TASK TO CARRY OUT: Repeat each entry word for word.

SUPPLIED MATERIAL:
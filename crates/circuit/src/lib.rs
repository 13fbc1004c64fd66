//! Gate-level description of reversible quantum circuits.
//!
//! A [`Circuit`] is a list of named [`QuantumRegister`]s and an ordered list of [`Gate`]s. Circuits
//! can be composed onto each other and controlled gate-by-gate, which is how the arithmetic
//! circuits are assembled from smaller blocks.

#![warn(clippy::pedantic)]
#![allow(clippy::module_name_repetitions)]
#![allow(clippy::missing_errors_doc)]
#![allow(clippy::missing_panics_doc)]
#![warn(missing_docs)]

mod circuit;
mod error;
mod gate;
mod register;
mod report;

pub use circuit::*;
pub use error::*;
pub use gate::*;
pub use register::*;
pub use report::*;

TASK RESPONSE:
filename crates/circuit/src/lib.rs
repository 13fbc1004c64fd66
//! Gate-level description of reversible quantum circuits.
//!
//! A [`Circuit`] is a list of named [`QuantumRegister`]s and an ordered list of [`Gate`]s. Circuits
//! can be composed onto each other and controlled gate-by-gate, which is how the arithmetic
//! circuits are assembled from smaller blocks.

#![warn(clippy::pedantic)]
#![allow(clippy::module_name_repetitions)]
#![allow(clippy::missing_errors_doc)]
#![allow(clippy::missing_panics_doc)]
#![warn(missing_docs)]

mod circuit;
mod error;
mod gate;
mod register;
mod report;

pub use circuit::*;
pub use error::*;
pub use gate::*;
pub use register::*;
pub use report::*;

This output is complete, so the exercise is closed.